What is required: Copy the lines below verbatim. Begin with the first and end with the line containing "const CONNECT_TIMEOUT: Duration".

Exercise data:
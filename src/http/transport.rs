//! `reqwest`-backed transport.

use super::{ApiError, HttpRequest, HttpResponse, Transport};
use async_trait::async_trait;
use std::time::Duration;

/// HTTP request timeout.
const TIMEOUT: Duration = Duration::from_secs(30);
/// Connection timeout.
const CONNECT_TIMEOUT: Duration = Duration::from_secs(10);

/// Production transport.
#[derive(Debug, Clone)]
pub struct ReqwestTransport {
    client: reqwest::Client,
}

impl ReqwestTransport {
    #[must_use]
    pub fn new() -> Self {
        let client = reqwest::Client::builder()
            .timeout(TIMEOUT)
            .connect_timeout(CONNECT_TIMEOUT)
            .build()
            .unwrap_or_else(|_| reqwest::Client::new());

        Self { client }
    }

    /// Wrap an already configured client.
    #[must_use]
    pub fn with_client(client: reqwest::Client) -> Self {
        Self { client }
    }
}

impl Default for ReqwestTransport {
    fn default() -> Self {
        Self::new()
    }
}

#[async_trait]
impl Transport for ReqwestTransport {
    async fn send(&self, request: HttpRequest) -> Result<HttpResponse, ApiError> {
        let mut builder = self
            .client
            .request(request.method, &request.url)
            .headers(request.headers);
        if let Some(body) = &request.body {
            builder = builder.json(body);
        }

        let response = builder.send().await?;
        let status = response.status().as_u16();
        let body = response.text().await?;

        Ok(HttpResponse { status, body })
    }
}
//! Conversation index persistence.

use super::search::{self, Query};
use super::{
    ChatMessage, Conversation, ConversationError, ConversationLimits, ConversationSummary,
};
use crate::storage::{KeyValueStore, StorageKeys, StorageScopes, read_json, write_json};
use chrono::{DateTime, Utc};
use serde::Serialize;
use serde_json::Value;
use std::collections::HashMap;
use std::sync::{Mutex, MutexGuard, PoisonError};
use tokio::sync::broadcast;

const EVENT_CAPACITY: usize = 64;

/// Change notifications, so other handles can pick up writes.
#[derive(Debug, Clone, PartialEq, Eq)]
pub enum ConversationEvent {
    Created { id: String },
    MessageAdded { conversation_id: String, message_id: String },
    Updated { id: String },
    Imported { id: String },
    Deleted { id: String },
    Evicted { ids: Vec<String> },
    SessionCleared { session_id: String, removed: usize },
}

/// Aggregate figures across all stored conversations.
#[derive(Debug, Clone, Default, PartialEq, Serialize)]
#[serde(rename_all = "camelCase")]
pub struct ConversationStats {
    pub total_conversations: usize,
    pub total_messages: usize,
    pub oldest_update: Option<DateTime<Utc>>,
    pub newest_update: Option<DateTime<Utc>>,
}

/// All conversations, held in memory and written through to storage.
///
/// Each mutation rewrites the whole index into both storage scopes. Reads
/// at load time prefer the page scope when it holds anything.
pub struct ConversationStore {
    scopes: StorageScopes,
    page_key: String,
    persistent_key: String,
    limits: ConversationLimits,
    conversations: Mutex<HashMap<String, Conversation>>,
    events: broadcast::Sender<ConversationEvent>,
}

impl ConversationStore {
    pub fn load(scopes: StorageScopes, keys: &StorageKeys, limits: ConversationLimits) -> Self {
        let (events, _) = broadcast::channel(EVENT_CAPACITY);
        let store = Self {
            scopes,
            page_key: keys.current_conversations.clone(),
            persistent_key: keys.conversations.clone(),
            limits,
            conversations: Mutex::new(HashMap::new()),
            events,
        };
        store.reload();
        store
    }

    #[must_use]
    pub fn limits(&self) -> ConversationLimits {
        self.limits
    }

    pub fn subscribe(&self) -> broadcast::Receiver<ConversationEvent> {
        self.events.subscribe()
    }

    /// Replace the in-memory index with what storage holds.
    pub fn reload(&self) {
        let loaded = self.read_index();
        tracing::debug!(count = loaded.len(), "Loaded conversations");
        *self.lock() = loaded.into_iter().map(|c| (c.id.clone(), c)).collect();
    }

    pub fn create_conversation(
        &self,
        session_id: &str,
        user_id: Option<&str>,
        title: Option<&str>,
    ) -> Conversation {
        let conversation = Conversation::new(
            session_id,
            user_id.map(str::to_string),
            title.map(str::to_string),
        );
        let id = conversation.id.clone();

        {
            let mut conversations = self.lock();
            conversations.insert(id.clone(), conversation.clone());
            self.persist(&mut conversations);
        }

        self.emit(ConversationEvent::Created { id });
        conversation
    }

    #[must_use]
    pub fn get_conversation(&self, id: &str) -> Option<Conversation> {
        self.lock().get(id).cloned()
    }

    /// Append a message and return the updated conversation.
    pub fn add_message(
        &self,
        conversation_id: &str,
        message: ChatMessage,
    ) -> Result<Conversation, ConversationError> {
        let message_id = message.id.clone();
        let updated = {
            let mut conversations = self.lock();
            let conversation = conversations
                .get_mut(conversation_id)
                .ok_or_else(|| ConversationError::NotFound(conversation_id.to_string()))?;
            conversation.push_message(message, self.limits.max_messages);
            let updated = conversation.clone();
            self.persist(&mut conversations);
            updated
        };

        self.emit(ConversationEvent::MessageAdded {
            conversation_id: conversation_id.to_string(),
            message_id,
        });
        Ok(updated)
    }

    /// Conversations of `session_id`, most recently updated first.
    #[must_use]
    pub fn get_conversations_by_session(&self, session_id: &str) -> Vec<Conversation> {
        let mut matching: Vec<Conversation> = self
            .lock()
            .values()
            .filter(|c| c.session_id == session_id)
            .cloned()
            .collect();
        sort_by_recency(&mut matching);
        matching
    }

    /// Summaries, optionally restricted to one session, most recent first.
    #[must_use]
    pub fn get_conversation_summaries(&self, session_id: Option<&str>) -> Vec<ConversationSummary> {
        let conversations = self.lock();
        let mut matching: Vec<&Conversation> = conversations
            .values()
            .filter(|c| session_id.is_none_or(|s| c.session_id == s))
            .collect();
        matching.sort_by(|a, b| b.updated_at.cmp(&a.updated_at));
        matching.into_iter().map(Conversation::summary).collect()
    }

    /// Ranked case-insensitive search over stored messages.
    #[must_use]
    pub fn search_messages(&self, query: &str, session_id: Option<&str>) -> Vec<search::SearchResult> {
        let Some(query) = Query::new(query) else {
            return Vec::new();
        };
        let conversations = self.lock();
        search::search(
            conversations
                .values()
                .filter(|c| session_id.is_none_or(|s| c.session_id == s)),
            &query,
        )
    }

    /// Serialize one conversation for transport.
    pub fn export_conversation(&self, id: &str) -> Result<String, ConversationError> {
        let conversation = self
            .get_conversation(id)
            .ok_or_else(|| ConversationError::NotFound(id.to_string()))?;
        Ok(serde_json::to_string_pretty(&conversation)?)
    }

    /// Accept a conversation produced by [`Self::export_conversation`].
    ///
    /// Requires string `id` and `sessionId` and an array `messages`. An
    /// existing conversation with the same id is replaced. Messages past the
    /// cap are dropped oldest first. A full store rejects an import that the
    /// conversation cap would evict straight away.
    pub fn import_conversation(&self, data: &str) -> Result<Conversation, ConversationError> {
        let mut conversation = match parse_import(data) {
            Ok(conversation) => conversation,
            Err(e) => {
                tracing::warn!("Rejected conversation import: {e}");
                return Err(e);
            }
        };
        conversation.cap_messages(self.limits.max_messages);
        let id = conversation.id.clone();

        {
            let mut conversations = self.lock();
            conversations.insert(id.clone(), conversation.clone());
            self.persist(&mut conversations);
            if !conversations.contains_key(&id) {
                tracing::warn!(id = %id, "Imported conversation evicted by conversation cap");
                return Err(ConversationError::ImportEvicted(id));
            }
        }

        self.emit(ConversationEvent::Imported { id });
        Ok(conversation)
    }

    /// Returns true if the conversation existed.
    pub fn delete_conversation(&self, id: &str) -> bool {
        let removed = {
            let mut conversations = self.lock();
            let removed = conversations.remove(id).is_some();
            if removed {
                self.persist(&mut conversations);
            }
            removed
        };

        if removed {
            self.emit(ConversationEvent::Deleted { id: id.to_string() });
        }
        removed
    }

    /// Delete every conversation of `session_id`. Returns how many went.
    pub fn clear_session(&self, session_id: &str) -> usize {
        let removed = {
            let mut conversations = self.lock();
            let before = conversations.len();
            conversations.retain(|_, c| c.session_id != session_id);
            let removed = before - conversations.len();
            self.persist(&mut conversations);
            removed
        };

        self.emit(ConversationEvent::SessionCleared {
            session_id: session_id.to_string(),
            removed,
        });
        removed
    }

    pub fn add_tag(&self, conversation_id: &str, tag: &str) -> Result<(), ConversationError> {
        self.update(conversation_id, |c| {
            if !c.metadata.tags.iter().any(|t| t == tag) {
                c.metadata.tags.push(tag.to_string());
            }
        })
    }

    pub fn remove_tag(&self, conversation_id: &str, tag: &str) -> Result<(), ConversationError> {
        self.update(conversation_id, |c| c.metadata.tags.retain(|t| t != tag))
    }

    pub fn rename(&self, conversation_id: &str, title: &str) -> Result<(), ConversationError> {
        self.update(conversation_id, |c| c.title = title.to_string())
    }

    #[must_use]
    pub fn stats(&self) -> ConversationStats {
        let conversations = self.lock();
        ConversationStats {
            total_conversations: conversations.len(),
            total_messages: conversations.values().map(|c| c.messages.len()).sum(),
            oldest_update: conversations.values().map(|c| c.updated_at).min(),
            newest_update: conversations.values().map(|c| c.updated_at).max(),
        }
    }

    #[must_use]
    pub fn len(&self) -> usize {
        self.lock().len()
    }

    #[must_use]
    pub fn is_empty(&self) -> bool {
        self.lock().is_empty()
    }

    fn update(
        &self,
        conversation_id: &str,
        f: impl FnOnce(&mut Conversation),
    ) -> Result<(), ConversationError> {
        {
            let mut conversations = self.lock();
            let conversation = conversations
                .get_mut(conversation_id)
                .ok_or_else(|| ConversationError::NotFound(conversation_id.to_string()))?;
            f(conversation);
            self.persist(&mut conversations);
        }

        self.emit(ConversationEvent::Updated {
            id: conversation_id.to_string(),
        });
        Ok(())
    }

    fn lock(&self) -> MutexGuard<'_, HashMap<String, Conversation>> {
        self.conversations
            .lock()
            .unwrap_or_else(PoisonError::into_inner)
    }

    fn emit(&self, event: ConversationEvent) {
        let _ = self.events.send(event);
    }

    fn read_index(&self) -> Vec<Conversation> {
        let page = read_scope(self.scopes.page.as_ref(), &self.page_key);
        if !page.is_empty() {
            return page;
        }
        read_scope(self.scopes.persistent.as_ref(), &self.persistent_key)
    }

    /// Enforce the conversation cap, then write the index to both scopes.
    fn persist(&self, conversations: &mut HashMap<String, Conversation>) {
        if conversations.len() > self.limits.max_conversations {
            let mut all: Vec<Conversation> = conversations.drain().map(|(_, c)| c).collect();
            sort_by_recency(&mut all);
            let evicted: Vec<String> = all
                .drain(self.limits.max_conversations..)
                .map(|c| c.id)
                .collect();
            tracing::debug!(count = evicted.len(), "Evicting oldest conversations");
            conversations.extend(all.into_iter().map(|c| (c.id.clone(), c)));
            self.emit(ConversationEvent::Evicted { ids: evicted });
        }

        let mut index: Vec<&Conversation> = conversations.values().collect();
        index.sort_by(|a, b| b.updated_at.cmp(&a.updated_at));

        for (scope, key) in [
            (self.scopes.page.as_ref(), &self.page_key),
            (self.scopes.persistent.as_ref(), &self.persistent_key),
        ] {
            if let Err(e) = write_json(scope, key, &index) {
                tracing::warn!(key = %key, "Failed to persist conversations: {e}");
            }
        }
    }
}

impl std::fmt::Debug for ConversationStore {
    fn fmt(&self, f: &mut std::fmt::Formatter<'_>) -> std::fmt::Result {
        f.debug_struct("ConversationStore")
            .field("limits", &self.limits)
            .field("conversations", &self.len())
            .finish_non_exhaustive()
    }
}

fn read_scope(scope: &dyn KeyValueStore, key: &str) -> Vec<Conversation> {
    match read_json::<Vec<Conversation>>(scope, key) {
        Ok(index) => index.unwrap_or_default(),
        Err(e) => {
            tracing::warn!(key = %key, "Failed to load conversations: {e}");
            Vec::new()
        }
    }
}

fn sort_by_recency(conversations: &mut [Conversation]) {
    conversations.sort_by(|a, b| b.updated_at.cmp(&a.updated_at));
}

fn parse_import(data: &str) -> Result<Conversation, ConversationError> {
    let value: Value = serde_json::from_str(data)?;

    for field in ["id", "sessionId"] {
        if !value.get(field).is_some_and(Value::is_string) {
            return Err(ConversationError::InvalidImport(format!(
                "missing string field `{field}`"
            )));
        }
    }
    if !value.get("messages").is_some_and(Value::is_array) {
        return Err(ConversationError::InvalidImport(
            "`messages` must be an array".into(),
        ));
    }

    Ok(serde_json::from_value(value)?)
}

Output for this task:
filename src/http/transport.rs
//! `reqwest`-backed transport.

use super::{ApiError, HttpRequest, HttpResponse, Transport};
use async_trait::async_trait;
use std::time::Duration;

/// HTTP request timeout.
const TIMEOUT: Duration = Duration::from_secs(30);
/// Connection timeout.
const CONNECT_TIMEOUT: Duration = Duration::from_secs(10);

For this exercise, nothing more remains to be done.